> _ASSIGNMENT_
What lines in the material hold the string "never"? Copy out each of them.

> _THE RECORDS_
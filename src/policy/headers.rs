//! Header allow/deny filtering, browser-profile defaults, and Set-Cookie
//! consolidation.

use axum::http::header::{HeaderMap, HeaderName, HeaderValue};
use percent_encoding::{percent_decode_str, utf8_percent_encode, AsciiSet, NON_ALPHANUMERIC};

use crate::config::schema::BrowserProfileConfig;

/// Everything except alphanumerics and `-_.!~*'()` is escaped; commas in
/// particular, so the consolidation join separator stays unambiguous.
const COOKIE_SEGMENT: &AsciiSet = &NON_ALPHANUMERIC
    .remove(b'-')
    .remove(b'_')
    .remove(b'.')
    .remove(b'!')
    .remove(b'~')
    .remove(b'*')
    .remove(b'\'')
    .remove(b'(')
    .remove(b')');

/// Response header carrying the consolidated, percent-encoded Set-Cookie
/// values observed on the upstream response.
pub const X_SET_COOKIE: &str = "x-set-cookie";

/// Hop-by-hop headers that must not be forwarded by an intermediary.
const HOP_BY_HOP: &[&str] = &[
    "connection",
    "proxy-connection",
    "keep-alive",
    "transfer-encoding",
    "upgrade",
    "trailer",
    "te",
];

/// Caller-supplied headers the relay owns itself and never forwards.
const SENSITIVE: &[&str] = &["host", "cookie", "authorization", "content-length"];

/// The only upstream response headers exposed back to the caller.
const RESPONSE_ALLOWLIST: &[&str] = &[
    "content-type",
    "content-length",
    "accept-ranges",
    "content-range",
    "etag",
    "last-modified",
    "x-set-cookie",
];

/// Filter caller-supplied headers before they reach the upstream.
///
/// Drops the hop-by-hop set and the sensitive set, case-insensitively;
/// everything else passes through.
pub fn filter_outbound(headers: &HeaderMap) -> HeaderMap {
    let mut filtered = HeaderMap::with_capacity(headers.len());
    for (name, value) in headers.iter() {
        if HOP_BY_HOP.contains(&name.as_str()) || SENSITIVE.contains(&name.as_str()) {
            continue;
        }
        filtered.append(name.clone(), value.clone());
    }
    filtered
}

/// Filter upstream response headers before they reach the caller.
///
/// Keeps only the response allowlist; raw `Set-Cookie` never passes.
pub fn filter_inbound(headers: &HeaderMap) -> HeaderMap {
    let mut filtered = HeaderMap::new();
    for (name, value) in headers.iter() {
        if RESPONSE_ALLOWLIST.contains(&name.as_str()) {
            filtered.append(name.clone(), value.clone());
        }
    }
    filtered
}

/// Inject browser-like defaults for headers the caller did not supply.
///
/// Many origins return degraded or error responses (405/412) to generic
/// or missing user agents.
pub fn inject_browser_defaults(headers: &mut HeaderMap, profile: &BrowserProfileConfig) {
    let defaults: &[(&str, &str)] = &[
        ("user-agent", &profile.user_agent),
        ("accept", &profile.accept),
        ("accept-language", &profile.accept_language),
    ];
    for (name, value) in defaults {
        let name = match HeaderName::from_bytes(name.as_bytes()) {
            Ok(n) => n,
            Err(_) => continue,
        };
        if !headers.contains_key(&name) {
            if let Ok(value) = HeaderValue::from_str(value) {
                headers.insert(name, value);
            }
        }
    }
}

/// Consolidate raw `Set-Cookie` values into a single `X-Set-Cookie` value.
///
/// Each value is percent-encoded individually and the results are joined
/// with commas, so a decoder can split on commas before decoding. Returns
/// `None` when no values were observed; the header is omitted entirely in
/// that case.
pub fn consolidate_set_cookies(raw: &[String]) -> Option<String> {
    if raw.is_empty() {
        return None;
    }
    let joined = raw
        .iter()
        .map(|v| utf8_percent_encode(v, COOKIE_SEGMENT).to_string())
        .collect::<Vec<_>>()
        .join(",");
    Some(joined)
}

/// Reverse of [`consolidate_set_cookies`]: split on commas, then
/// percent-decode each segment.
pub fn split_consolidated(value: &str) -> Vec<String> {
    value
        .split(',')
        .filter(|s| !s.is_empty())
        .map(|s| percent_decode_str(s).decode_utf8_lossy().into_owned())
        .collect()
}

#[cfg(test)]
mod tests {
    use super::*;

    fn header_map(pairs: &[(&str, &str)]) -> HeaderMap {
        let mut map = HeaderMap::new();
        for (name, value) in pairs {
            map.append(
                HeaderName::from_bytes(name.as_bytes()).unwrap(),
                HeaderValue::from_str(value).unwrap(),
            );
        }
        map
    }

    #[test]
    fn test_outbound_filter_drops_denied_headers() {
        let headers = header_map(&[
            ("Host", "evil.example"),
            ("Cookie", "a=1"),
            ("Authorization", "Bearer tok"),
            ("Content-Length", "12"),
            ("Connection", "keep-alive"),
            ("Te", "trailers"),
            ("X-Custom", "kept"),
            ("Range", "bytes=0-99"),
        ]);
        let filtered = filter_outbound(&headers);
        assert_eq!(filtered.len(), 2);
        assert_eq!(filtered.get("x-custom").unwrap(), "kept");
        assert_eq!(filtered.get("range").unwrap(), "bytes=0-99");
    }

    #[test]
    fn test_inbound_filter_keeps_only_allowlist() {
        let headers = header_map(&[
            ("Set-Cookie", "sid=secret"),
            ("Server", "nginx"),
            ("Content-Type", "text/html"),
            ("Content-Range", "bytes 0-99/1000"),
            ("X-Powered-By", "php"),
        ]);
        let filtered = filter_inbound(&headers);
        assert_eq!(filtered.len(), 2);
        assert!(filtered.get("set-cookie").is_none());
        assert_eq!(filtered.get("content-type").unwrap(), "text/html");
        assert_eq!(filtered.get("content-range").unwrap(), "bytes 0-99/1000");
    }

    #[test]
    fn test_browser_defaults_injected_only_when_absent() {
        let profile = BrowserProfileConfig::default();

        let mut empty = HeaderMap::new();
        inject_browser_defaults(&mut empty, &profile);
        assert!(empty
            .get("user-agent")
            .unwrap()
            .to_str()
            .unwrap()
            .starts_with("Mozilla/5.0"));
        assert!(empty.contains_key("accept"));
        assert!(empty.contains_key("accept-language"));

        let mut custom = header_map(&[("User-Agent", "curl/8.0")]);
        inject_browser_defaults(&mut custom, &profile);
        assert_eq!(custom.get("user-agent").unwrap(), "curl/8.0");
    }

    #[test]
    fn test_consolidation_round_trip() {
        let raw = vec![
            "foo=bar; Path=/; HttpOnly".to_string(),
            "s=1, with comma".to_string(),
        ];
        let consolidated = consolidate_set_cookies(&raw).unwrap();
        // The join separator is the only raw comma in the header value.
        assert_eq!(consolidated.matches(',').count(), 1);
        assert_eq!(split_consolidated(&consolidated), raw);
    }

    #[test]
    fn test_consolidation_omitted_when_empty() {
        assert!(consolidate_set_cookies(&[]).is_none());
    }
}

> _FINAL ANSWER_
/// Caller-supplied headers the relay owns itself and never forwards.
/// Keeps only the response allowlist; raw `Set-Cookie` never passes.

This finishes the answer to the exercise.